Many of the top investors in Trump’s coin were foreign nationals, and the administration declined to identify those who attended the dinner and rubbed elbows with the president.
Also, Trump’s success in appointing regulators, such as to the SEC, OCC and slowly transforming the Federal Reserve’s Board of Governors, has been somewhat offset by challenges, such as having to withdraw his first choice to chair the Commodity Futures Trading Commission.
Most prominent industry leaders have cozyed up to Trump, and crypto events at the White House have seen CEOs and founders — such as the heads of Coinbase, Ripple, Tether, and Gemini — eagerly join the president’s celebrations. But while that relationship has strengthened, the president’s public popularity has declined. In this opening year of his second administration, Trump’s approval ratings have fallen precipitously to a low not touched by other recent presidents, with 58% disapproving of the job he’s doing — especially younger voters who had been relatively enthusiastic about giving him a return to the White House.

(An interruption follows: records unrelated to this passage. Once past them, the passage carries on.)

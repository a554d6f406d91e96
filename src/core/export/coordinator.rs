//! Exporter - drives one export run
//!
//! Reads batches from the entropy source in increasing order, keeps only the
//! values inside the requested range and appends them to the output file.
//! Everything is sequential: one read, then one append, then the next batch.

use super::plan::ExportPlan;
use super::progress::{ConsoleProgress, ProgressSink, ProgressTracker};
use super::summary::ExportSummary;
use super::writer::OutputWriter;
use crate::adapters::oracle::EntropySource;
use crate::core::transform::{decode_batch, hex_to_decimal};
use crate::domain::{BatchIndex, BatchLayout, ExportRange, Result};
use std::path::Path;
use std::sync::Arc;
use std::time::Instant;

/// State owned by a single run
struct ExportRun {
    exported: u64,
    current_batch: BatchIndex,
    /// Leading values to drop; only non-zero until the first batch is written
    ignore_first: u64,
    progress: ProgressTracker,
}

impl ExportRun {
    fn new(plan: &ExportPlan) -> Self {
        Self {
            exported: 0,
            current_batch: plan.first_batch,
            ignore_first: plan.ignore_first,
            progress: ProgressTracker::new(plan.range.how_many()),
        }
    }
}

/// Export orchestrator
pub struct Exporter {
    source: Arc<dyn EntropySource>,
    layout: BatchLayout,
    progress: Arc<dyn ProgressSink>,
}

impl Exporter {
    /// Creates an exporter reporting progress to stdout
    pub fn new(source: Arc<dyn EntropySource>, layout: BatchLayout) -> Self {
        Self {
            source,
            layout,
            progress: Arc::new(ConsoleProgress),
        }
    }

    /// Replaces the progress sink
    pub fn with_progress_sink(mut self, progress: Arc<dyn ProgressSink>) -> Self {
        self.progress = progress;
        self
    }

    /// Plan for a range under this exporter's layout
    pub fn plan(&self, range: ExportRange) -> ExportPlan {
        ExportPlan::new(&self.layout, range)
    }

    /// Export `range` to `output_path`
    ///
    /// Any error aborts the run; values already appended stay in the file.
    pub async fn run(&self, range: ExportRange, output_path: &Path) -> Result<ExportSummary> {
        let start_time = Instant::now();
        let plan = self.plan(range);

        tracing::info!(
            start_at = range.start_at(),
            how_many = range.how_many(),
            first_batch = plan.first_batch.value(),
            last_batch = plan.last_batch.value(),
            ignore_first = plan.ignore_first,
            source = %self.source.describe(),
            "Starting export"
        );

        let mut writer = OutputWriter::create(output_path).await?;
        let mut summary = ExportSummary::new(range, plan.first_batch, output_path.to_path_buf());
        let mut run = ExportRun::new(&plan);

        while run.exported < range.how_many() {
            let batch = run.current_batch;
            let raw = self.source.collected_entropy(batch).await?;
            let chunks = decode_batch(&raw, &self.layout, batch)?;

            let remaining = usize::try_from(range.how_many() - run.exported).unwrap_or(usize::MAX);
            let values = chunks
                .into_iter()
                .skip(run.ignore_first as usize)
                .take(remaining)
                .map(hex_to_decimal)
                .collect::<Result<Vec<String>>>()?;
            run.ignore_first = 0;

            writer.append(&values).await?;
            run.exported += values.len() as u64;
            summary.record_batch(batch, values.len() as u64);

            tracing::debug!(
                batch = batch.value(),
                values = values.len(),
                exported = run.exported,
                "Batch exported"
            );

            if let Some(percent) = run.progress.update(run.exported) {
                tracing::debug!(percent, exported = run.exported, "Progress");
                self.progress
                    .report(percent, run.exported, range.how_many());
            }

            run.current_batch = batch.next();
        }

        writer.finish().await?;

        let summary = summary.with_duration(start_time.elapsed());
        tracing::info!(
            values = summary.values_exported,
            batches = summary.batches_fetched,
            duration_ms = summary.duration.as_millis() as u64,
            output = %summary.output_path.display(),
            "Export completed"
        );

        Ok(summary)
    }
}

#[cfg(test)]
mod tests {
    use super::*;
    use crate::core::export::progress::progress_line;
    use crate::domain::ExportError;
    use async_trait::async_trait;
    use std::sync::Mutex;
    use tempfile::TempDir;

    /// Batch `b` holds values `(b-1)*n .. b*n - 1` for a layout of `n` values
    struct CountingSource {
        layout: BatchLayout,
        reads: Mutex<Vec<u64>>,
    }

    impl CountingSource {
        fn new(layout: BatchLayout) -> Self {
            Self {
                layout,
                reads: Mutex::new(Vec::new()),
            }
        }
    }

    #[async_trait]
    impl EntropySource for CountingSource {
        async fn collected_entropy(&self, batch: BatchIndex) -> Result<String> {
            self.reads.lock().unwrap().push(batch.value());
            let n = self.layout.values_per_batch();
            let first = (batch.value() - 1) * n;
            let payload: String = (first..first + n).map(|v| format!("{v:016x}")).collect();
            Ok(format!("0x{payload}"))
        }

        fn describe(&self) -> String {
            "counting".to_string()
        }
    }

    #[derive(Default)]
    struct RecordingProgress {
        lines: Mutex<Vec<String>>,
    }

    impl ProgressSink for RecordingProgress {
        fn report(&self, percent: u64, exported: u64, total: u64) {
            self.lines
                .lock()
                .unwrap()
                .push(progress_line(percent, exported, total));
        }
    }

    struct UnfulfilledSource;

    #[async_trait]
    impl EntropySource for UnfulfilledSource {
        async fn collected_entropy(&self, _batch: BatchIndex) -> Result<String> {
            Ok("0x".to_string())
        }

        fn describe(&self) -> String {
            "unfulfilled".to_string()
        }
    }

    fn small_layout() -> BatchLayout {
        BatchLayout::new(8, 16, 2).unwrap() // 4 values per batch
    }

    #[tokio::test]
    async fn test_run_skips_leading_values_only_in_first_batch() {
        let dir = TempDir::new().unwrap();
        let path = dir.path().join("out.txt");
        let source = Arc::new(CountingSource::new(small_layout()));
        let exporter = Exporter::new(source.clone(), small_layout());

        let summary = exporter
            .run(ExportRange::new(3, 7).unwrap(), &path)
            .await
            .unwrap();

        let content = std::fs::read_to_string(&path).unwrap();
        assert_eq!(content, "2\n3\n4\n5\n6\n7\n8");
        assert_eq!(*source.reads.lock().unwrap(), vec![1, 2, 3]);
        assert_eq!(summary.values_exported, 7);
        assert_eq!(summary.batches_fetched, 3);
        assert_eq!(summary.last_batch, Some(BatchIndex::new(3)));
    }

    #[tokio::test]
    async fn test_run_single_value() {
        let dir = TempDir::new().unwrap();
        let path = dir.path().join("out.txt");
        let exporter = Exporter::new(Arc::new(CountingSource::new(small_layout())), small_layout());

        exporter
            .run(ExportRange::new(4, 1).unwrap(), &path)
            .await
            .unwrap();

        assert_eq!(std::fs::read_to_string(&path).unwrap(), "3");
    }

    #[tokio::test]
    async fn test_run_reports_progress_once_per_batch_percent() {
        let dir = TempDir::new().unwrap();
        let path = dir.path().join("out.txt");
        let progress = Arc::new(RecordingProgress::default());
        let exporter = Exporter::new(Arc::new(CountingSource::new(small_layout())), small_layout())
            .with_progress_sink(progress.clone());

        // 3 values from batch 1, then 4, 4 and 1
        exporter
            .run(ExportRange::new(2, 12).unwrap(), &path)
            .await
            .unwrap();

        assert_eq!(
            *progress.lines.lock().unwrap(),
            vec![
                "25% (3/12 values)",
                "58% (7/12 values)",
                "91% (11/12 values)",
                "100% (12/12 values)",
            ]
        );
    }

    #[tokio::test]
    async fn test_run_fails_on_unfulfilled_batch() {
        let dir = TempDir::new().unwrap();
        let path = dir.path().join("out.txt");
        let exporter = Exporter::new(Arc::new(UnfulfilledSource), small_layout());

        let err = exporter
            .run(ExportRange::new(5, 2).unwrap(), &path)
            .await
            .unwrap_err();

        assert!(matches!(err, ExportError::EntropyNotAvailable { batch: 2 }));
    }
}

As this week saw a series of state elections seen as potential bellwethers for congressional midterms a year from now, voters’ feelings about Trump’s presidency were potentially visible. A year after re-electing Trump, they dramatically increased their support for Democratic candidates. If that holds for the 2026 midterms, Democrats could make gains in Congress and possibly regain a majority in the House of Representatives, ending the Republican stranglehold on the executive and legislative branches.
If it takes place on Trump’s watch, his crypto agenda may have to adjust to more overt bipartisan cooperation during his final two years in office. But Trump’s inaugural year has already produced more policy progress than the industry had ever achieved before, and advocates say it has significant results for American companies.
“We’ve seen digital asset companies reshore operations, expand their presence and increase headcount as a result of President Trump and a pro-crypto Congress,” said Summer Mersinger, CEO of the Blockchain Association, which was a recent US commodity regulator in this administration.